>>>

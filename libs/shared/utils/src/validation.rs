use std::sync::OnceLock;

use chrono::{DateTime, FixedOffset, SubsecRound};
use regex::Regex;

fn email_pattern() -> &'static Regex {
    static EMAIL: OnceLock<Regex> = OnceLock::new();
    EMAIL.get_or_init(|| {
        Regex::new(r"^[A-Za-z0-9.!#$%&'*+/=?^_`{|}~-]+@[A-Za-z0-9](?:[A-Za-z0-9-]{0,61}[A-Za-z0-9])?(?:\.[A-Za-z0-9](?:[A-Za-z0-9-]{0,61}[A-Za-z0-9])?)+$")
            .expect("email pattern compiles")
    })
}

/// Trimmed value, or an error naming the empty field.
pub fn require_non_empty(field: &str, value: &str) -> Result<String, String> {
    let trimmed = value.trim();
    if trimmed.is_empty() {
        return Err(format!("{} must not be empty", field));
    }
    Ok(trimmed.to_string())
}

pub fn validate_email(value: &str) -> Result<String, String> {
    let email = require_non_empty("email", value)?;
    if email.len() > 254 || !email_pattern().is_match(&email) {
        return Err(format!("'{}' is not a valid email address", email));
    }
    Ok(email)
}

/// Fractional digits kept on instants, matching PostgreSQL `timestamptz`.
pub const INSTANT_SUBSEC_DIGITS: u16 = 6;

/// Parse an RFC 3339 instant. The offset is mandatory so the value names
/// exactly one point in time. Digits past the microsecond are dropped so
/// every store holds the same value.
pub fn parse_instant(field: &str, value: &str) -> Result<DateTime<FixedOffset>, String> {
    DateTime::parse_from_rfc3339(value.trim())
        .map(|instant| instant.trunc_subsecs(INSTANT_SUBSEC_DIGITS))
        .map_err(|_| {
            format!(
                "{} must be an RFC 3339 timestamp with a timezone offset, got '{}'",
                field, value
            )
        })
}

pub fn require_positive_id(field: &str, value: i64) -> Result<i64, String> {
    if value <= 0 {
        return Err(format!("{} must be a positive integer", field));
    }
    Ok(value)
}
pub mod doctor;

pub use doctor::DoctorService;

<<<
>>>

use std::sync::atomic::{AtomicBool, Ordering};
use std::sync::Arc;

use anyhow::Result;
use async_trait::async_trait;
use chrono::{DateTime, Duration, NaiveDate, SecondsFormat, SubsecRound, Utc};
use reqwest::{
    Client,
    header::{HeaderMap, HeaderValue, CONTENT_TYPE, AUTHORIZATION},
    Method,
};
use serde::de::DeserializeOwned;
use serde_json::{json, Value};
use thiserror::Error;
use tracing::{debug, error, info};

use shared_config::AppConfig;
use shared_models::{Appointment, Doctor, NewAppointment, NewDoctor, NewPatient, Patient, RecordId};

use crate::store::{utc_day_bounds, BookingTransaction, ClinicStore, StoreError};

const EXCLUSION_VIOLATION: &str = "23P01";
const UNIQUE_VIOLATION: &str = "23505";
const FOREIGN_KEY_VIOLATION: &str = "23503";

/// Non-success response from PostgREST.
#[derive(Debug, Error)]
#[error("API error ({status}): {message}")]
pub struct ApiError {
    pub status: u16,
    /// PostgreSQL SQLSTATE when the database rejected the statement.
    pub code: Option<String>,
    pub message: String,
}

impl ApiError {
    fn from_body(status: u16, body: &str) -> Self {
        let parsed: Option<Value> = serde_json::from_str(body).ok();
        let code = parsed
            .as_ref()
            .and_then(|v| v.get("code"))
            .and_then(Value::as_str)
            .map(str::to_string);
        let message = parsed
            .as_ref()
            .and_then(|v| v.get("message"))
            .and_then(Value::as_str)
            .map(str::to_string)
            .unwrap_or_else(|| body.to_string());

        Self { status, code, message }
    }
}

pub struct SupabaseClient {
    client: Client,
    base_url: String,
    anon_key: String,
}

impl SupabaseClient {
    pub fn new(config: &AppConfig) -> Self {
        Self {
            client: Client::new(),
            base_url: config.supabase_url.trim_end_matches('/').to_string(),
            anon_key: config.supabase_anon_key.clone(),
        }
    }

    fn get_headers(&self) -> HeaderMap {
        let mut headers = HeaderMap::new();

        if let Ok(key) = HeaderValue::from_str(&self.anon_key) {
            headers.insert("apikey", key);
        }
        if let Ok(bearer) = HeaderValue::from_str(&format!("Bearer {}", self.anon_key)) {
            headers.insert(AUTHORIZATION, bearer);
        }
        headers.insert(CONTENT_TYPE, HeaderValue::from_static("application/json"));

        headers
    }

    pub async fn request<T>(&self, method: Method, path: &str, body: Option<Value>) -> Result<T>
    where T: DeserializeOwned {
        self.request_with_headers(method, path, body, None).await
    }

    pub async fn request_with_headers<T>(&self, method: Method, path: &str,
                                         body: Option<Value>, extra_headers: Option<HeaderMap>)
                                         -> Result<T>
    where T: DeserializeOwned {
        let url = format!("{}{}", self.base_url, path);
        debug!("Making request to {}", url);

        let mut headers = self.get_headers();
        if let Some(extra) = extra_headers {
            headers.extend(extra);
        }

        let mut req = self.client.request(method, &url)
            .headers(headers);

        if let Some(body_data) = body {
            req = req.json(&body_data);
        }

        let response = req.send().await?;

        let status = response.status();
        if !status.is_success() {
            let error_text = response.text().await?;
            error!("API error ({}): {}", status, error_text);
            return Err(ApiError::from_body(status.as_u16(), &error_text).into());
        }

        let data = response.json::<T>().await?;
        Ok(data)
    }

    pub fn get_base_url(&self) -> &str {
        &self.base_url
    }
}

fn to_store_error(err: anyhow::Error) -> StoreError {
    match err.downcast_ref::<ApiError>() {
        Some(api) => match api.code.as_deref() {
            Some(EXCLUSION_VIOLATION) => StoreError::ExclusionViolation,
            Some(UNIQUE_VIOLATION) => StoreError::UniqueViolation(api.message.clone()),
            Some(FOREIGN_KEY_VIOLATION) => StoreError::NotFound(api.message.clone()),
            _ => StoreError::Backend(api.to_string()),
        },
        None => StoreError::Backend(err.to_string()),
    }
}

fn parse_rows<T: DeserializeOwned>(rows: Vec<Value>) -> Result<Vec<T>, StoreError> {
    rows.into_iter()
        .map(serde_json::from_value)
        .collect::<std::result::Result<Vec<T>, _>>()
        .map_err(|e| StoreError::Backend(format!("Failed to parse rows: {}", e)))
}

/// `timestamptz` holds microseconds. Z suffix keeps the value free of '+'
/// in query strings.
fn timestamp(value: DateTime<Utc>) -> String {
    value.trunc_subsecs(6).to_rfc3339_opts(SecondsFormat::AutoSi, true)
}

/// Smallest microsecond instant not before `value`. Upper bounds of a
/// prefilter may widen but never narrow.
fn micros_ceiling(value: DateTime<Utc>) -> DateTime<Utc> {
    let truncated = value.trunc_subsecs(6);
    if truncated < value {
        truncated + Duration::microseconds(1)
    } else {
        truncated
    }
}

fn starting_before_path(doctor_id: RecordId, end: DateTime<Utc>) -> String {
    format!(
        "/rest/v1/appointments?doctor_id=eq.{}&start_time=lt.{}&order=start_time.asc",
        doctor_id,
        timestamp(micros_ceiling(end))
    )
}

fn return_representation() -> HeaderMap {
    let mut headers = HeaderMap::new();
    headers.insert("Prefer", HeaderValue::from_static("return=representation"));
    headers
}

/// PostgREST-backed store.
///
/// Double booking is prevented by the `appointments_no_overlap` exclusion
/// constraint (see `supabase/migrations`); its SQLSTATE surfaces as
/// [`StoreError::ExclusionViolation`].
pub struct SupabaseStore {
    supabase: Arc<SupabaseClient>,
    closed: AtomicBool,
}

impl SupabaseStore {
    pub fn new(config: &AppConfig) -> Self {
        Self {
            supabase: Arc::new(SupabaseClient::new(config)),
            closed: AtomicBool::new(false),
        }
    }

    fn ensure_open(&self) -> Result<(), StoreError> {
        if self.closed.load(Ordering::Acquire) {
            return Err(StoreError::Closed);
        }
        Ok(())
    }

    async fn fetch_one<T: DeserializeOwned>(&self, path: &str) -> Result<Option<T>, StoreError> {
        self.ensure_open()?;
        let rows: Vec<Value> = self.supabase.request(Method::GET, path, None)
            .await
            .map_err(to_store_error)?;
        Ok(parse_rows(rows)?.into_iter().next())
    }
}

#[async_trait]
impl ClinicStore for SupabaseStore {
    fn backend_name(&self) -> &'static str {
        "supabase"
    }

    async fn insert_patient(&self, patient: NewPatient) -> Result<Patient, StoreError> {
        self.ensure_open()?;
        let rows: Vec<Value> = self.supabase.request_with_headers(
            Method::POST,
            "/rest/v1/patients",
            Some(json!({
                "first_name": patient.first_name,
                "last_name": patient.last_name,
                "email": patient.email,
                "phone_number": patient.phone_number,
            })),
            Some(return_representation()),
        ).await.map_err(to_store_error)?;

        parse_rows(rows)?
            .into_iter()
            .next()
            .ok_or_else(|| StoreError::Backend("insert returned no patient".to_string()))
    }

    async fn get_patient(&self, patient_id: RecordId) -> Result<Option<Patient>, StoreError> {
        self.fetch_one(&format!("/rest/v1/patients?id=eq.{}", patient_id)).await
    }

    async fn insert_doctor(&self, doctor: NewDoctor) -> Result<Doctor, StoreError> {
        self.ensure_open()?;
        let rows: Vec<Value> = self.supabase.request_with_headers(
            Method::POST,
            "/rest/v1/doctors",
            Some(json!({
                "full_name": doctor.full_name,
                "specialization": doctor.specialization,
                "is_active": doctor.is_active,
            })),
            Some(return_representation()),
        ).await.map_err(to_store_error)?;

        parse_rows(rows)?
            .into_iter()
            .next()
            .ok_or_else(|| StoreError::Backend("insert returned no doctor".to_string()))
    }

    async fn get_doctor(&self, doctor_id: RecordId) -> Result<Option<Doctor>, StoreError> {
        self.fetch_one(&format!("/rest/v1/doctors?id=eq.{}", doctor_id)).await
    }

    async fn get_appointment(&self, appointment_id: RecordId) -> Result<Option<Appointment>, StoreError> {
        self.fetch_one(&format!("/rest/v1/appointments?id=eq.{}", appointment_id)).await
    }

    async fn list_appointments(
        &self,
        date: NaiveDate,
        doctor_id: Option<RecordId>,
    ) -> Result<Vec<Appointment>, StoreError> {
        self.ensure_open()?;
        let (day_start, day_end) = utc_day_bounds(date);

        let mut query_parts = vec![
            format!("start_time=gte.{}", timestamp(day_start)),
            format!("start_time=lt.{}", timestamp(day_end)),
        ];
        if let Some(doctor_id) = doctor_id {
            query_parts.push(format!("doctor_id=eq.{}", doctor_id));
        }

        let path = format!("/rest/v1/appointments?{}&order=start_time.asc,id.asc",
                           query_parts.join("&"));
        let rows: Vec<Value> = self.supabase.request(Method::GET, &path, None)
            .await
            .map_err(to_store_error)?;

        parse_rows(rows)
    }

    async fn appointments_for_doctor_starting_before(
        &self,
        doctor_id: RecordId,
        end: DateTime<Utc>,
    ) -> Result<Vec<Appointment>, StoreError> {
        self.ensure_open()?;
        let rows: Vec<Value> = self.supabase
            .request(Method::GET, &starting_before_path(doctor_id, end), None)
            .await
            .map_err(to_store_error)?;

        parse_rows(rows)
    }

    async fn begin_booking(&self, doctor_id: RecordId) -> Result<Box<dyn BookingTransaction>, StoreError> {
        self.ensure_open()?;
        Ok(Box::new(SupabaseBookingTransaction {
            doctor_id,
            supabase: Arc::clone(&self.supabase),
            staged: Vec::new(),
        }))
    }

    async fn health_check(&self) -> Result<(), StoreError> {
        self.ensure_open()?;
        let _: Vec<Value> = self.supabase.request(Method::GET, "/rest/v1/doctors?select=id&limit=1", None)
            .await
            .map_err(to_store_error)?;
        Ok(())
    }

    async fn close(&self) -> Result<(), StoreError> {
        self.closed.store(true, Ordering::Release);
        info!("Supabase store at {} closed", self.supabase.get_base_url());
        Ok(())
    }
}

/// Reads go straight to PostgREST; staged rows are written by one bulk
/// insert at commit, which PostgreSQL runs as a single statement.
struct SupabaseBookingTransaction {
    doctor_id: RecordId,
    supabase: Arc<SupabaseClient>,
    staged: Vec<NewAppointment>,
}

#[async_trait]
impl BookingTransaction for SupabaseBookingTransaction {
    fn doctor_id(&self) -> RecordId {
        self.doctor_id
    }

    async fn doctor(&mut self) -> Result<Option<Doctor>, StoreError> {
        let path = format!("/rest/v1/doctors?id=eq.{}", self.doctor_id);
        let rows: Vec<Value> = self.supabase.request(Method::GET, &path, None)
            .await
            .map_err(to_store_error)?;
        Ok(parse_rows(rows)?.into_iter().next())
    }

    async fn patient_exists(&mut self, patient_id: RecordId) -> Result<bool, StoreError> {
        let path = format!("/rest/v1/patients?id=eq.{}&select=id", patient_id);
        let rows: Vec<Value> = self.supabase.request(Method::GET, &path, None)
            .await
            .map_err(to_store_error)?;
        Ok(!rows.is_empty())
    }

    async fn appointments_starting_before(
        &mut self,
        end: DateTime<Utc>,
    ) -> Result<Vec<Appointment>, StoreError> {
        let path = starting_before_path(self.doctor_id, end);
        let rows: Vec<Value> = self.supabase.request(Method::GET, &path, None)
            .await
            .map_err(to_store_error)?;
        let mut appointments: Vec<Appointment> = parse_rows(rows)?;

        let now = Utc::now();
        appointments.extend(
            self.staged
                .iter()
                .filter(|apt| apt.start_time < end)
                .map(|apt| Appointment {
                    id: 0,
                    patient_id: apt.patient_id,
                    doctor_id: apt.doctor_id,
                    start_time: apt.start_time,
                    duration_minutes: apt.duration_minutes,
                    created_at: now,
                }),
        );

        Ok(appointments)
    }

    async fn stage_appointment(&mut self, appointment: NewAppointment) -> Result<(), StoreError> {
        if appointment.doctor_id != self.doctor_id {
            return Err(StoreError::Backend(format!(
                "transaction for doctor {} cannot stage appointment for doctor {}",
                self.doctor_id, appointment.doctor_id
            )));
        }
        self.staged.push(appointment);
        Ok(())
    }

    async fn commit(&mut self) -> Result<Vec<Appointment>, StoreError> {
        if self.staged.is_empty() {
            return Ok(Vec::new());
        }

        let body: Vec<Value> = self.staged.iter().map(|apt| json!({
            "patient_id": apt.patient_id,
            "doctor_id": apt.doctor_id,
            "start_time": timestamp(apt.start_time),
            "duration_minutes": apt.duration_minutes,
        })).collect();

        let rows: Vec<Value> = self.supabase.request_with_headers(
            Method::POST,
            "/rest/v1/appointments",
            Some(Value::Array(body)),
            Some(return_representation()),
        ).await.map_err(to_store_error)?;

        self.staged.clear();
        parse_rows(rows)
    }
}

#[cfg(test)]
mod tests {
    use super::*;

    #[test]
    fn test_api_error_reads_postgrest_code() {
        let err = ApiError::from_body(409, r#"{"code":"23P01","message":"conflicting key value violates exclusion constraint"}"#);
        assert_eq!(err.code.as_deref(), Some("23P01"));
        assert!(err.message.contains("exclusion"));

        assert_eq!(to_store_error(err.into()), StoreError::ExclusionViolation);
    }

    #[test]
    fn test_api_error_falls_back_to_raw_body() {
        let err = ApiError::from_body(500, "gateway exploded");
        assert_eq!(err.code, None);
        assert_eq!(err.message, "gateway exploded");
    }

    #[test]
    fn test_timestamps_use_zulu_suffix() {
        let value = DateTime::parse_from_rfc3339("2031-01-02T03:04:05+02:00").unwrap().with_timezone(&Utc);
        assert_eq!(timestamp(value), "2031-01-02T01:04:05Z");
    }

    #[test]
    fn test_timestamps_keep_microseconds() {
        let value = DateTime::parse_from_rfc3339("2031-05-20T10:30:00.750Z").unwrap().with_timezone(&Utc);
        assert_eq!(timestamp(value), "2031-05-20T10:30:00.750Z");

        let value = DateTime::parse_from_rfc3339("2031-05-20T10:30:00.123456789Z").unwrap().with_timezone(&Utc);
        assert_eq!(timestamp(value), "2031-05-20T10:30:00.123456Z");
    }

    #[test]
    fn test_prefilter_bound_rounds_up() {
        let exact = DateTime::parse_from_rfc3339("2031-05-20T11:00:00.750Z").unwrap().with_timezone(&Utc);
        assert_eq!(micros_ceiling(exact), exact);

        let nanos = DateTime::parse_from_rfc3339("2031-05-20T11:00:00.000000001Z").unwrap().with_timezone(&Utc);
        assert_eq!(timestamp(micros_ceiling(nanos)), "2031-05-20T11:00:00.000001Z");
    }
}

<<<

» The problem
Copy out every line of the entries where the string "FixedOffset" shows up.

» Finished exercise
use chrono::{DateTime, FixedOffset, SubsecRound};
pub fn parse_instant(field: &str, value: &str) -> Result<DateTime<FixedOffset>, String> {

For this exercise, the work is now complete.